While processed turkey slices have less saturated fat and calories than red meat, a turkey sandwich isn’t as virtuous as we think, says Dr. Kenney. It too is high in sodium and preservatives.
Instead of processed meat, choose fresh chicken breast or fresh turkey, which is often offered along with processed turkey at the grocery store deli counter, says Dr. Kenney. If you’re a red meat fan, sliced fresh steak or a burger is healthier than processed roast beef or salami, says Dr. Mozaffarian, since it doesn’t have the sodium and preservatives that processed meat does. Tuna—canned or fresh—is a better choice, too, he says.
Even a few simple changes can make your sandwich healthier.
Watch the condiments
Be sparing with mustard and ketchup, says Dr. Rimm, who calls them “salt vehicles.” Ketchup is often high in added sugars, too.
Perhaps surprisingly, mayonnaise isn’t a bad option, Dr. Rimm says. It usually is made from eggs and canola or soybean oil, which are high in the mono- and polyunsaturated fats that are associated with a lower risk of heart disease. (Mayo’s bad reputation is a hangover from the days when it used to contain unhealthy trans fats.)
Load your sandwich with tomato, lettuce and other vegetables for fiber and important nutrients.
Back to basics
One surprisingly good option is a healthy version of a kid favorite: peanut butter and jam, says Dr. Roberto, if you use 100% whole wheat bread and the right peanut butter and jam. (Jam tends to have more nutrients and fiber than jelly.)

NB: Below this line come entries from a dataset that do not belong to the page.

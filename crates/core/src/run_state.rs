//! Per-parcel ingestion run state.
//!
//! The transitions live here as plain methods so every store backend applies
//! the same rules inside its own atomic section.

use chrono::{DateTime, Duration, NaiveDate, Utc};
use serde::{Deserialize, Serialize};

use crate::error::{Error, Result};
use crate::parcel::{Cadence, ParcelId};

/// Run status of a parcel.
#[derive(Debug, Clone, Copy, PartialEq, Eq, Serialize, Deserialize, Default)]
#[serde(rename_all = "lowercase")]
pub enum RunStatus {
    #[default]
    Idle,
    Running,
    Failed,
}

/// Why a run ended without success.
#[derive(Debug, Clone, Copy, PartialEq, Eq, Serialize, Deserialize)]
#[serde(rename_all = "snake_case")]
pub enum FailureKind {
    /// Retryable failures exhausted the retry budget.
    Exhausted,
    /// Auth/config class failure. Halts the parcel until an operator reset.
    Fatal,
    /// The worker disappeared while the run was in flight.
    Abandoned,
}

#[derive(Debug, Clone, PartialEq, Eq)]
pub struct RunFailure {
    pub kind: FailureKind,
    pub message: String,
}

impl RunFailure {
    pub fn exhausted(message: impl Into<String>) -> Self {
        Self {
            kind: FailureKind::Exhausted,
            message: message.into(),
        }
    }

    pub fn fatal(message: impl Into<String>) -> Self {
        Self {
            kind: FailureKind::Fatal,
            message: message.into(),
        }
    }

    pub fn abandoned(message: impl Into<String>) -> Self {
        Self {
            kind: FailureKind::Abandoned,
            message: message.into(),
        }
    }
}

/// Exponential push-back of `next_due_at` after consecutive failures.
#[derive(Debug, Clone, Copy, PartialEq, Eq, Serialize, Deserialize)]
pub struct FailureBackoff {
    /// Delay after the first failure
    #[serde(default = "default_backoff_base_secs")]
    pub base_secs: u64,
    /// Upper bound on the delay
    #[serde(default = "default_backoff_max_secs")]
    pub max_secs: u64,
}

fn default_backoff_base_secs() -> u64 {
    15 * 60
}

fn default_backoff_max_secs() -> u64 {
    24 * 3600
}

impl Default for FailureBackoff {
    fn default() -> Self {
        Self {
            base_secs: default_backoff_base_secs(),
            max_secs: default_backoff_max_secs(),
        }
    }
}

impl FailureBackoff {
    /// Delay before the next attempt given the failure count (1-based).
    pub fn delay_for(&self, consecutive_failures: u32) -> Duration {
        let exponent = consecutive_failures.saturating_sub(1).min(32);
        let factor = 1u64.checked_shl(exponent).unwrap_or(u64::MAX);
        let secs = self.base_secs.saturating_mul(factor).min(self.max_secs);
        Duration::seconds(i64::try_from(secs).unwrap_or(i64::MAX))
    }
}

/// Proof that the holder started the current run of a parcel.
///
/// Completions carrying a lease from an earlier generation are rejected, so
/// a reclaimed worker that finishes late cannot overwrite its successor.
#[derive(Debug, Clone, Copy, PartialEq, Eq, Serialize, Deserialize)]
pub struct RunLease {
    pub parcel_id: ParcelId,
    pub generation: u64,
    pub started_at: DateTime<Utc>,
}

/// Durable record of one parcel's ingestion progress.
#[derive(Debug, Clone, PartialEq, Serialize, Deserialize)]
pub struct RunState {
    pub parcel_id: ParcelId,
    pub last_success_date: Option<NaiveDate>,
    pub next_due_at: DateTime<Utc>,
    pub status: RunStatus,
    pub consecutive_failures: u32,
    /// Set by a fatal failure; cleared only by [`RunState::reset`].
    pub halted: bool,
    pub running_since: Option<DateTime<Utc>>,
    /// Bumped on every start.
    #[serde(default)]
    pub generation: u64,
    pub last_error: Option<String>,
    pub updated_at: DateTime<Utc>,
}

impl RunState {
    /// Creates an idle state that is due immediately.
    pub fn new(parcel_id: ParcelId, now: DateTime<Utc>) -> Self {
        Self {
            parcel_id,
            last_success_date: None,
            next_due_at: now,
            status: RunStatus::Idle,
            consecutive_failures: 0,
            halted: false,
            running_since: None,
            generation: 0,
            last_error: None,
            updated_at: now,
        }
    }

    pub fn is_due(&self, now: DateTime<Utc>) -> bool {
        !self.halted && self.status != RunStatus::Running && self.next_due_at <= now
    }

    /// `idle|failed -> running`. The returned lease identifies this run.
    pub fn start(&mut self, now: DateTime<Utc>) -> Result<RunLease> {
        if self.status == RunStatus::Running {
            return Err(Error::ConcurrencyConflict(self.parcel_id));
        }
        if self.halted {
            return Err(Error::invalid_transition(format!(
                "parcel {} is halted until reset",
                self.parcel_id
            )));
        }
        self.status = RunStatus::Running;
        self.running_since = Some(now);
        self.generation = self.generation.wrapping_add(1);
        self.updated_at = now;
        Ok(RunLease {
            parcel_id: self.parcel_id,
            generation: self.generation,
            started_at: now,
        })
    }

    /// True while `lease` belongs to the run in flight.
    pub fn holds(&self, lease: &RunLease) -> bool {
        self.status == RunStatus::Running
            && self.parcel_id == lease.parcel_id
            && self.generation == lease.generation
    }

    /// `running -> idle`, next run one cadence interval out.
    pub fn succeed(
        &mut self,
        lease: &RunLease,
        date: NaiveDate,
        cadence: Cadence,
        now: DateTime<Utc>,
    ) -> Result<()> {
        self.require_lease(lease)?;
        self.last_success_date = Some(match self.last_success_date {
            Some(prev) if prev > date => prev,
            _ => date,
        });
        self.next_due_at = now + cadence.interval();
        self.consecutive_failures = 0;
        self.status = RunStatus::Idle;
        self.running_since = None;
        self.last_error = None;
        self.updated_at = now;
        Ok(())
    }

    /// `running -> failed`, next run pushed back exponentially.
    pub fn fail(
        &mut self,
        lease: &RunLease,
        failure: &RunFailure,
        backoff: &FailureBackoff,
        now: DateTime<Utc>,
    ) -> Result<()> {
        self.require_lease(lease)?;
        self.record_failure(failure, backoff, now);
        Ok(())
    }

    /// Fails whatever run is in flight without a lease. Used for stale runs
    /// whose worker is presumed gone. That worker's lease stops matching at
    /// once, and the next start moves the generation past it.
    pub fn abandon(
        &mut self,
        failure: &RunFailure,
        backoff: &FailureBackoff,
        now: DateTime<Utc>,
    ) -> Result<()> {
        self.require_running("abandon")?;
        self.record_failure(failure, backoff, now);
        Ok(())
    }

    fn record_failure(
        &mut self,
        failure: &RunFailure,
        backoff: &FailureBackoff,
        now: DateTime<Utc>,
    ) {
        self.consecutive_failures = self.consecutive_failures.saturating_add(1);
        self.status = RunStatus::Failed;
        self.next_due_at = now + backoff.delay_for(self.consecutive_failures);
        self.halted |= failure.kind == FailureKind::Fatal;
        self.running_since = None;
        self.last_error = Some(failure.message.clone());
        self.updated_at = now;
    }

    /// Operator reset: clears the halt and the failure streak, due immediately.
    pub fn reset(&mut self, now: DateTime<Utc>) {
        self.halted = false;
        self.consecutive_failures = 0;
        self.last_error = None;
        if self.status != RunStatus::Running {
            self.status = RunStatus::Idle;
        }
        self.next_due_at = now;
        self.updated_at = now;
    }

    /// A run that has been in flight longer than `max_age`.
    pub fn is_stale(&self, now: DateTime<Utc>, max_age: Duration) -> bool {
        self.status == RunStatus::Running
            && self.running_since.is_some_and(|since| now - since > max_age)
    }

    fn require_lease(&self, lease: &RunLease) -> Result<()> {
        if !self.holds(lease) {
            return Err(Error::SupersededRun {
                parcel_id: lease.parcel_id,
                generation: lease.generation,
            });
        }
        Ok(())
    }

    fn require_running(&self, op: &str) -> Result<()> {
        if self.status != RunStatus::Running {
            return Err(Error::invalid_transition(format!(
                "cannot {} parcel {} in status {:?}",
                op, self.parcel_id, self.status
            )));
        }
        Ok(())
    }
}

Peanut butter has protein and healthy fats that keep you full. Use 100% whole wheat bread and look for peanut butter without added sugars, she advises. Choose jam low in added sugar, too; it’s even better if you can see chunks of whole fruit.
Since a soggy PB&J is unappealing, Dr. Roberto says it’s pretty easy to rein in the amount of sweet jam.
“There’s a built-in mechanism against overjellying,” she says. “It’s a really nice type of sandwich.”